> **WHAT IS REQUIRED**:
Please copy each line from the entries that contains the string "sampled".

== DATA RECORDS

//! ADB host bus emulation
//!
//! Plays the host side of the Apple Desktop Bus against the keyboard
//! firmware under test. The host drives T1 through the
//! Attention/Sync/command/Stop/Tlt phases of a transaction, then decodes
//! the device's answer by timing the low and high sub-phases of each bit
//! cell. All timing is measured in CPU machine cycles (2.5 us each), so the
//! host must be ticked from the CPU's own step loop: T1-sensitive branch
//! opcodes tick it before sampling the line, and every instruction ticks it
//! once more afterwards. A single tick performs at most one state
//! transition.
//!
//! Bits on the wire are pulse-width coded: a short low phase (~35 us of a
//! 100 us cell) is a "1", a long low phase (~65 us) is a "0".

use log::{debug, info, warn};

use crate::ports::Ports;

// Phase durations in machine cycles (2.5 us each)

/// Attention pulse, T1 held low (~800 us)
const ATTENTION_CYCLES: u64 = 320;
/// Sync gap, T1 released high (~70 us)
const SYNC_CYCLES: u64 = 28;
/// Command bit cell width (~100 us)
const CELL_CYCLES: u64 = 40;
/// Low phase of a transmitted "1" bit (~35 us)
const ONE_LOW_CYCLES: u64 = 14;
/// Low phase of a transmitted "0" bit (~65 us)
const ZERO_LOW_CYCLES: u64 = 26;
/// Stop bit low phase (~70 us)
const STOP_LOW_CYCLES: u64 = 28;
/// Tlt turnaround window (~145 us)
const TLT_CYCLES: u64 = 58;
/// How long to wait for the device's start bit (~115 us)
const START_TIMEOUT_CYCLES: u64 = 46;
/// A received bit cell longer than this (~130 us) is a timing violation
const CELL_TIMEOUT_CYCLES: u64 = 52;
/// Minimum cell time before a high-to-low edge may end it
const EDGE_MIN_CYCLES: u64 = 15;
/// Received low phase above this (~35 us) classifies the bit as "0"
const ZERO_THRESHOLD_CYCLES: u64 = 14;

/// Where the bit-cell receiver delivers its bit
#[derive(Debug, Clone, Copy, PartialEq, Eq)]
pub enum RxTarget {
    CheckStart,
    RxData,
    RxStop,
}

/// Sub-phase of the bit cell currently being received
#[derive(Debug, Clone, Copy, PartialEq, Eq)]
pub enum Phase {
    Low,
    High,
}

/// ADB host protocol state
#[derive(Debug, Clone, Copy, PartialEq, Eq)]
pub enum AdbState {
    /// No transaction in progress
    Idle,
    /// Armed by `send`, transaction begins on the next tick
    Start,
    /// T1 held low for the attention pulse
    Attention,
    /// T1 released for the sync gap
    Sync,
    /// Shifting the command byte out, MSB first
    SendCmd,
    /// Stop bit after the command byte
    Stop,
    /// Turnaround; a device holding T1 low here is a service request
    Tlt,
    /// Dispatch on the command class (Talk/Listen)
    DataInit,
    /// Waiting for the device's start bit
    WaitStart,
    /// Receiving one bit cell; `next` is the continuation once the cell
    /// closes on its high-to-low edge
    RxBit {
        next: RxTarget,
        phase: Phase,
        low_time: u64,
        high_time: u64,
    },
    /// Validate the start bit
    CheckStart,
    /// Assemble received data bits into bytes
    RxData,
    /// Validate the stop bit and finish
    RxStop,
}

/// Samples the device side of the ADB line from the port block.
/// Must be free of side effects; it can run several times per cycle.
pub type InputSampler = Box<dyn Fn(&Ports) -> u8>;

/// ADB host state machine
pub struct AdbHost {
    /// Current protocol state
    pub state: AdbState,
    /// Command byte latched by `send`
    pub cmd: u8,
    /// TX bit index counting down from 7, or the last received bit
    pub bit: i8,
    /// RX bit position within the byte being assembled
    pub bit_pos: u8,
    /// RX byte being assembled
    pub byte: u8,
    /// Received payload bytes, retained after aborts for inspection
    pub data: Vec<u8>,
    /// Cycle at which the current phase began
    cyc_cnt: u64,
    /// Device-side line sampler
    sampler: InputSampler,
    /// Mask selecting the data bit in the sampled byte
    in_mask: u8,
}

impl AdbHost {
    /// Create an idle host. The device side is sampled from P1 bit 7
    /// until `set_input_line` overrides it.
    pub fn new() -> Self {
        Self {
            state: AdbState::Idle,
            cmd: 0,
            bit: 0,
            bit_pos: 0,
            byte: 0,
            data: Vec::new(),
            cyc_cnt: 0,
            sampler: Box::new(|ports| ports.p1),
            in_mask: 0x80,
        }
    }

    /// Arm a transaction with the given command byte. Any transaction in
    /// flight restarts; previously received data is discarded.
    pub fn send(&mut self, cmd: u8) {
        info!("sending ADB command {:#04X}", cmd);
        self.cmd = cmd;
        self.data.clear();
        self.state = AdbState::Start;
    }

    /// Install the device-side line sampler and its bit mask
    pub fn set_input_line(&mut self, sampler: InputSampler, mask: u8) {
        self.sampler = sampler;
        self.in_mask = mask;
    }

    /// Sample the device side of the line; true means the device is
    /// asserting (pulling the bus low)
    fn read_in(&self, ports: &Ports) -> bool {
        (self.sampler)(ports) & self.in_mask != 0
    }

    /// Advance the state machine. `cycles` is the CPU cycle counter; at
    /// most one state transition happens per call.
    pub fn tick(&mut self, cycles: u64, ports: &mut Ports) {
        let elapsed = cycles.wrapping_sub(self.cyc_cnt);
        match self.state {
            AdbState::Idle => {}

            AdbState::Start => {
                info!("ADB transaction start");
                self.cyc_cnt = cycles;
                ports.t1 = false;
                self.state = AdbState::Attention;
            }

            AdbState::Attention => {
                if elapsed >= ATTENTION_CYCLES {
                    info!("ADB attention ended");
                    self.cyc_cnt = cycles;
                    ports.t1 = true;
                    self.state = AdbState::Sync;
                }
            }

            AdbState::Sync => {
                if elapsed >= SYNC_CYCLES {
                    info!("ADB sync ended");
                    self.bit = 7;
                    self.cyc_cnt = cycles;
                    ports.t1 = false;
                    self.state = AdbState::SendCmd;
                }
            }

            AdbState::SendCmd => {
                if self.bit >= 0 {
                    if elapsed < CELL_CYCLES {
                        // release point inside the cell encodes the bit
                        let release_at = if self.cmd & (1 << self.bit) != 0 {
                            ONE_LOW_CYCLES
                        } else {
                            ZERO_LOW_CYCLES
                        };
                        if elapsed >= release_at {
                            ports.t1 = true;
                        }
                    } else {
                        debug!("sending next ADB bit");
                        ports.t1 = false;
                        self.bit -= 1;
                        if self.bit < 0 {
                            info!("ADB command byte sent, sending stop bit");
                            self.state = AdbState::Stop;
                        }
                        self.cyc_cnt = cycles;
                    }
                } else {
                    warn!("ADB command byte already completed");
                    self.state = AdbState::Idle;
                }
            }

            AdbState::Stop => {
                if elapsed >= STOP_LOW_CYCLES {
                    ports.t1 = true;
                    info!("ADB stop bit completed");
                    self.cyc_cnt = cycles;
                    self.state = AdbState::Tlt;
                }
            }

            AdbState::Tlt => {
                if !ports.t1 {
                    info!("service request during Tlt");
                } else if elapsed >= TLT_CYCLES {
                    info!("ADB Tlt completed");
                    self.cyc_cnt = cycles;
                    self.state = AdbState::DataInit;
                }
            }

            AdbState::DataInit => match self.cmd & 0x0C {
                0x0C => {
                    info!("ADB talk started");
                    self.cyc_cnt = cycles;
                    self.state = AdbState::WaitStart;
                }
                0x08 => {
                    warn!("ADB listen not supported");
                    self.state = AdbState::Idle;
                }
                _ => {
                    warn!("unsupported ADB command {:#04X}", self.cmd);
                    self.state = AdbState::Idle;
                }
            },

            AdbState::WaitStart => {
                ports.t1 = !self.read_in(ports);
                if ports.t1 {
                    if elapsed >= START_TIMEOUT_CYCLES {
                        warn!("ADB start bit timeout");
                        self.state = AdbState::Idle;
                    }
                } else {
                    debug!("checking ADB start bit");
                    self.cyc_cnt = cycles;
                    self.state = AdbState::RxBit {
                        next: RxTarget::CheckStart,
                        phase: Phase::Low,
                        low_time: 0,
                        high_time: 0,
                    };
                }
            }

            AdbState::RxBit {
                next,
                phase,
                low_time,
                ..
            } => self.rx_bit(cycles, ports, next, phase, low_time),

            AdbState::CheckStart => {
                if self.bit == 0 {
                    warn!("invalid ADB start bit, aborting");
                    self.state = AdbState::Idle;
                } else {
                    self.bit_pos = 0;
                    self.byte = 0;
                    self.state = AdbState::RxBit {
                        next: RxTarget::RxData,
                        phase: Phase::Low,
                        low_time: 0,
                        high_time: 0,
                    };
                }
            }

            AdbState::RxData => {
                self.byte = (self.byte << 1) | self.bit as u8;
                if self.bit_pos < 7 {
                    self.bit_pos += 1;
                    self.state = AdbState::RxBit {
                        next: RxTarget::RxData,
                        phase: Phase::Low,
                        low_time: 0,
                        high_time: 0,
                    };
                } else {
                    info!("got ADB byte {:#04X} from device", self.byte);
                    self.data.push(self.byte);
                    if self.data.len() < 2 {
                        self.bit_pos = 0;
                        self.byte = 0;
                        self.state = AdbState::RxBit {
                            next: RxTarget::RxData,
                            phase: Phase::Low,
                            low_time: 0,
                            high_time: 0,
                        };
                    } else {
                        self.cyc_cnt = cycles;
                        self.state = AdbState::RxBit {
                            next: RxTarget::RxStop,
                            phase: Phase::Low,
                            low_time: 0,
                            high_time: 0,
                        };
                    }
                }
            }

            AdbState::RxStop => {
                if self.bit == 1 {
                    info!("received ADB stop bit");
                } else {
                    warn!("invalid ADB stop bit");
                }
                self.state = AdbState::Idle;
            }
        }
    }

    /// Receive one bit cell. The device's line level is mirrored onto T1
    /// inverted; the cell closes on the high-to-low edge, and the length of
    /// its low phase classifies the bit.
    fn rx_bit(&mut self, cycles: u64, ports: &mut Ports, next: RxTarget, phase: Phase, low_time: u64) {
        ports.t1 = !self.read_in(ports);
        let elapsed = cycles.wrapping_sub(self.cyc_cnt);
        if !ports.t1 {
            match phase {
                Phase::High => {
                    // the cell must not close before the minimum edge time
                    if elapsed < EDGE_MIN_CYCLES {
                        warn!("ADB timing error, high-to-low edge too early");
                        self.state = AdbState::Idle;
                    } else {
                        let high_time = elapsed - low_time;
                        self.bit = if low_time > ZERO_THRESHOLD_CYCLES { 0 } else { 1 };
                        debug!(
                            "got {} bit from ADB device (low {:.1} us, high {:.1} us)",
                            self.bit,
                            low_time as f64 * 2.5,
                            high_time as f64 * 2.5,
                        );
                        self.cyc_cnt = cycles;
                        self.state = match next {
                            RxTarget::CheckStart => AdbState::CheckStart,
                            RxTarget::RxData => AdbState::RxData,
                            RxTarget::RxStop => AdbState::RxStop,
                        };
                    }
                }
                Phase::Low => {
                    if elapsed > CELL_TIMEOUT_CYCLES {
                        warn!("ADB bit cell timeout, low phase over 130 us");
                        self.state = AdbState::Idle;
                    } else {
                        self.state = AdbState::RxBit {
                            next,
                            phase: Phase::Low,
                            low_time: elapsed,
                            high_time: 0,
                        };
                    }
                }
            }
        } else {
            let low_time = if phase == Phase::Low {
                debug!("ADB line changed from low to high");
                elapsed
            } else {
                low_time
            };
            if elapsed > CELL_TIMEOUT_CYCLES {
                warn!("ADB bit cell timeout, cell over 130 us");
                self.state = AdbState::Idle;
            } else {
                self.state = AdbState::RxBit {
                    next,
                    phase: Phase::High,
                    low_time,
                    high_time: elapsed - low_time,
                };
            }
        }
    }
}

impl Default for AdbHost {
    fn default() -> Self {
        Self::new()
    }
}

====

> **SOLUTION BELOW**:
    /// Mask selecting the data bit in the sampled byte
    /// Create an idle host. The device side is sampled from P1 bit 7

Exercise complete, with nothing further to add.